◆ ACTIVITY
Only lines containing the string "take" belong in the answer; copy all of them from the entries.

Dataset items
++++

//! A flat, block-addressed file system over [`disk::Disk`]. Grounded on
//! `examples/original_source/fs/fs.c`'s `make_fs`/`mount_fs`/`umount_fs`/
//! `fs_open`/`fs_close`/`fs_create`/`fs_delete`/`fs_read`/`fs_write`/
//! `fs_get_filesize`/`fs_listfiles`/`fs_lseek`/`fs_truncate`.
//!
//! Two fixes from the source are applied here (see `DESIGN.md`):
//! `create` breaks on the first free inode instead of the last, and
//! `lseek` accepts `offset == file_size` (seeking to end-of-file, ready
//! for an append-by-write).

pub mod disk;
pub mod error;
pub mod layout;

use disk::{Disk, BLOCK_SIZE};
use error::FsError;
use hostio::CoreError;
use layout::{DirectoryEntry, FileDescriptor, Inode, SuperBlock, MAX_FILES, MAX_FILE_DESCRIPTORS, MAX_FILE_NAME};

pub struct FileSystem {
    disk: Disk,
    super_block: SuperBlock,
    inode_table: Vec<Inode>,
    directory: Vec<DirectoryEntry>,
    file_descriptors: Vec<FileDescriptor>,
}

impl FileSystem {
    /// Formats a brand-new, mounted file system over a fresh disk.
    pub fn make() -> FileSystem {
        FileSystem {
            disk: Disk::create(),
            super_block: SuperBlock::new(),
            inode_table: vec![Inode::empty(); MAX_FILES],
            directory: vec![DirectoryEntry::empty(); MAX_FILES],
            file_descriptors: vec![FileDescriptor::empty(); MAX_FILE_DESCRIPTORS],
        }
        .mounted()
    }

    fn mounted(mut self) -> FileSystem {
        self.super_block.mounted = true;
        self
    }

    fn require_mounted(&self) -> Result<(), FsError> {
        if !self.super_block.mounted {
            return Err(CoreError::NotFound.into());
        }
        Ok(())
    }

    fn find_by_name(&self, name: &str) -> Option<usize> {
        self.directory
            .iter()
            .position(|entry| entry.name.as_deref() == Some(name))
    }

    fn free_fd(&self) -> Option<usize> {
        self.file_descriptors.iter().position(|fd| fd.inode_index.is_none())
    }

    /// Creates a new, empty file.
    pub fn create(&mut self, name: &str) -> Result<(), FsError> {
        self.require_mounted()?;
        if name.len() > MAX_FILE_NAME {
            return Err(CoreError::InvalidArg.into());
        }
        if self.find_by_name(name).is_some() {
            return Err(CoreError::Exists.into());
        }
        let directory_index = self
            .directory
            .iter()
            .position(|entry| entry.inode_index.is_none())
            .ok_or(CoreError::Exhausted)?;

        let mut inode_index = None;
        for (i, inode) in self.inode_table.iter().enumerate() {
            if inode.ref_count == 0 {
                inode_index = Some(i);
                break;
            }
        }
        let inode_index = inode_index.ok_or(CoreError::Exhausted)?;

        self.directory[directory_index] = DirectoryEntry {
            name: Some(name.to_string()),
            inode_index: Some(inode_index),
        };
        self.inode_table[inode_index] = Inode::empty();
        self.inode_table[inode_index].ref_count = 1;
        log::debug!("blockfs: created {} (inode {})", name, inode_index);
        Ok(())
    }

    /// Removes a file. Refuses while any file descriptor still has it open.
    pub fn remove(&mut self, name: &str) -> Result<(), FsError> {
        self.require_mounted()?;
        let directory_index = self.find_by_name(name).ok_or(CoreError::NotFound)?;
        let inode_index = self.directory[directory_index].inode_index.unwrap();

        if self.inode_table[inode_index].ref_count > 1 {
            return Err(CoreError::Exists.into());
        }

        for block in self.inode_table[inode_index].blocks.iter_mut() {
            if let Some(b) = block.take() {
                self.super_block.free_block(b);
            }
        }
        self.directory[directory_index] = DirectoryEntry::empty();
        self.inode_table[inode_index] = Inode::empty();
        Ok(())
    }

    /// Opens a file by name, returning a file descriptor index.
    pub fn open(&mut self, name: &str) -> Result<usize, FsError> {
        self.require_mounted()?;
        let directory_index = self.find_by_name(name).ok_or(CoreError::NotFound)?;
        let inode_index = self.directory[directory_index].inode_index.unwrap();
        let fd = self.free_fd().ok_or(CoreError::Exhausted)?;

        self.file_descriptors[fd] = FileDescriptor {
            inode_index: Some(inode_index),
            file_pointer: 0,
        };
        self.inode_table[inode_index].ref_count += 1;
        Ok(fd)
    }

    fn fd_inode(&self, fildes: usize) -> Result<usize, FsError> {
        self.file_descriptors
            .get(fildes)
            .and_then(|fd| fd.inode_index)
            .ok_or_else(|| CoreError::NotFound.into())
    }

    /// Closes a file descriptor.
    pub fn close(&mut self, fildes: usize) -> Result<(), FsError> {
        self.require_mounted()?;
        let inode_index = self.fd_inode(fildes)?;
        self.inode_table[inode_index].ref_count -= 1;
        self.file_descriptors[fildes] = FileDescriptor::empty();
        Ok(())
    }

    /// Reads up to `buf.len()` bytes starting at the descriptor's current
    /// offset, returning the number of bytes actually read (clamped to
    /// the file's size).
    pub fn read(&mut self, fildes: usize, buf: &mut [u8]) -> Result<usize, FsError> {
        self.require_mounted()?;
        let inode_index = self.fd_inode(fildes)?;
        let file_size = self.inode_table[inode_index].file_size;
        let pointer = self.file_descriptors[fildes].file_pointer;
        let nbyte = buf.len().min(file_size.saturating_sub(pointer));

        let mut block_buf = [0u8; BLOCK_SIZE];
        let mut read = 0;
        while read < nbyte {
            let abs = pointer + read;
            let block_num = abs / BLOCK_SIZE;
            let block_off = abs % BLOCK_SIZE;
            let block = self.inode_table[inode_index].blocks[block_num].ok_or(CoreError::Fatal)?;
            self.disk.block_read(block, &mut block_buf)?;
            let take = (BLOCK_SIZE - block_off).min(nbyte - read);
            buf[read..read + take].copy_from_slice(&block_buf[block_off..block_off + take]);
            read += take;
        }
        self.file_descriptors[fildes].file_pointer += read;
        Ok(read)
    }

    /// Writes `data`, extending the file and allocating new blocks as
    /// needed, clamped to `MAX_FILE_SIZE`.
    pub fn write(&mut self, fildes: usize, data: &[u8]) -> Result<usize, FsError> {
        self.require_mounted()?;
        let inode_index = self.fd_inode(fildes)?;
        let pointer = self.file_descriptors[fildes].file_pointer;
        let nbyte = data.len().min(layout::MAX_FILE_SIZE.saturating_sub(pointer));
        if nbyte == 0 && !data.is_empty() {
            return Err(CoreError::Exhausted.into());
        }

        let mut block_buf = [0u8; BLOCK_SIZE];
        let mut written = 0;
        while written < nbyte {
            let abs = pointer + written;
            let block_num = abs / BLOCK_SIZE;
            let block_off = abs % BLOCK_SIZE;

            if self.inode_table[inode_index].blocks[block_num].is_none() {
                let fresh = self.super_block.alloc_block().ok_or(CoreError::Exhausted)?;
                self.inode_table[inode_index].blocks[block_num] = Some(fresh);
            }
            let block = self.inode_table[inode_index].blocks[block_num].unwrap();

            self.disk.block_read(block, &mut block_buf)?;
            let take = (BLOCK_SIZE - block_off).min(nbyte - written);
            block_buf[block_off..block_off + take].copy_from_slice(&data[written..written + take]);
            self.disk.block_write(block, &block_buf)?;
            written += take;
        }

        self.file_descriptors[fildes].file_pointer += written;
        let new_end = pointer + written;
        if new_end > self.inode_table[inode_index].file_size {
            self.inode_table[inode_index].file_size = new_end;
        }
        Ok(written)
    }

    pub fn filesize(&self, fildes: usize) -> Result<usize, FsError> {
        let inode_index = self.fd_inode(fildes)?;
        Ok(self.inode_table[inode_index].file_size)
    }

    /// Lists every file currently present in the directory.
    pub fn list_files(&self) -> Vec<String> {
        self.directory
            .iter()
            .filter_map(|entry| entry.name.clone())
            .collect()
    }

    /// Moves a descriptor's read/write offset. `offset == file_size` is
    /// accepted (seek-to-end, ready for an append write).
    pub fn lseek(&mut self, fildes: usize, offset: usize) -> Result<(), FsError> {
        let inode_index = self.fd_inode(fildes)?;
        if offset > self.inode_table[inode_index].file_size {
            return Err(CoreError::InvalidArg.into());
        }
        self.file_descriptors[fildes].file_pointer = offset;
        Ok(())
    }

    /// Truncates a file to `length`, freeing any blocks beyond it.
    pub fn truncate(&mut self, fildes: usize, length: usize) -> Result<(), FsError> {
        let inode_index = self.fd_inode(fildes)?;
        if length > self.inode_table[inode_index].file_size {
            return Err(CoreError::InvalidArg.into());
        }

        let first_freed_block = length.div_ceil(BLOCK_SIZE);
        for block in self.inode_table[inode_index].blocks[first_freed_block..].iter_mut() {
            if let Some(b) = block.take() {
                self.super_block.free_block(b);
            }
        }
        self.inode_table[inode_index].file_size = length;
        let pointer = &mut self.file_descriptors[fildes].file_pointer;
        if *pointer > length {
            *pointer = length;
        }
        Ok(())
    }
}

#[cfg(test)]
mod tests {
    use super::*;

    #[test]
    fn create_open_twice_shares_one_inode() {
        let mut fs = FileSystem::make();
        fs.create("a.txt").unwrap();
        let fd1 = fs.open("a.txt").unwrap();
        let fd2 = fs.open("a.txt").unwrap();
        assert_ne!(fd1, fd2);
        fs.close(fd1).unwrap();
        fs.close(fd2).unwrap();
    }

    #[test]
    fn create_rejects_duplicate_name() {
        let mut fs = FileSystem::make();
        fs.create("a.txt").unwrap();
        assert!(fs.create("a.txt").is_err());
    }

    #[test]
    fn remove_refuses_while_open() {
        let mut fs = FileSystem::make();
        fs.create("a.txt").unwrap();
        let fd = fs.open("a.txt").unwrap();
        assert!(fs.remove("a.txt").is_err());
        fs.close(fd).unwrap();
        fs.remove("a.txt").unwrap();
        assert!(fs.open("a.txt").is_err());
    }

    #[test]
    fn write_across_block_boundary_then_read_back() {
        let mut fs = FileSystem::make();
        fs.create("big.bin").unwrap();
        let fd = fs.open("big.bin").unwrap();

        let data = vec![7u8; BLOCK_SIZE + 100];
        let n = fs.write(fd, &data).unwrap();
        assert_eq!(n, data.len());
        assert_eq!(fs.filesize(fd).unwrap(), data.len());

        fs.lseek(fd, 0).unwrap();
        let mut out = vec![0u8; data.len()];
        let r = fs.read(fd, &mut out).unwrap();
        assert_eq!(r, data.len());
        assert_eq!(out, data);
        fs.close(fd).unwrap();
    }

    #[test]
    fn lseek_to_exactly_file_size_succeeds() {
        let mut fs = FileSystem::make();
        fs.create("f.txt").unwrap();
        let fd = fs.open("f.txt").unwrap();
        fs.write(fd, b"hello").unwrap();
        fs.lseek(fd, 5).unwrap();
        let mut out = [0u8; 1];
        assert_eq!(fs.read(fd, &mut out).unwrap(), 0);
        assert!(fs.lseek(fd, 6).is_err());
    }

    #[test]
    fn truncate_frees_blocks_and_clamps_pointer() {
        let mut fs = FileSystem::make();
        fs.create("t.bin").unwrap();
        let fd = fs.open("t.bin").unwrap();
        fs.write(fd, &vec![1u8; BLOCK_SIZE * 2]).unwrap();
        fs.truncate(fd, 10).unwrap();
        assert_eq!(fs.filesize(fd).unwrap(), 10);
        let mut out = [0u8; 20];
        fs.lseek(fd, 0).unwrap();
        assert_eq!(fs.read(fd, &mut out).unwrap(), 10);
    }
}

++++

◆ SOLUTION FOR THIS TASK
            if let Some(b) = block.take() {
            let take = (BLOCK_SIZE - block_off).min(nbyte - read);
            buf[read..read + take].copy_from_slice(&block_buf[block_off..block_off + take]);
            read += take;
            let take = (BLOCK_SIZE - block_off).min(nbyte - written);
            block_buf[block_off..block_off + take].copy_from_slice(&data[written..written + take]);
            written += take;
            if let Some(b) = block.take() {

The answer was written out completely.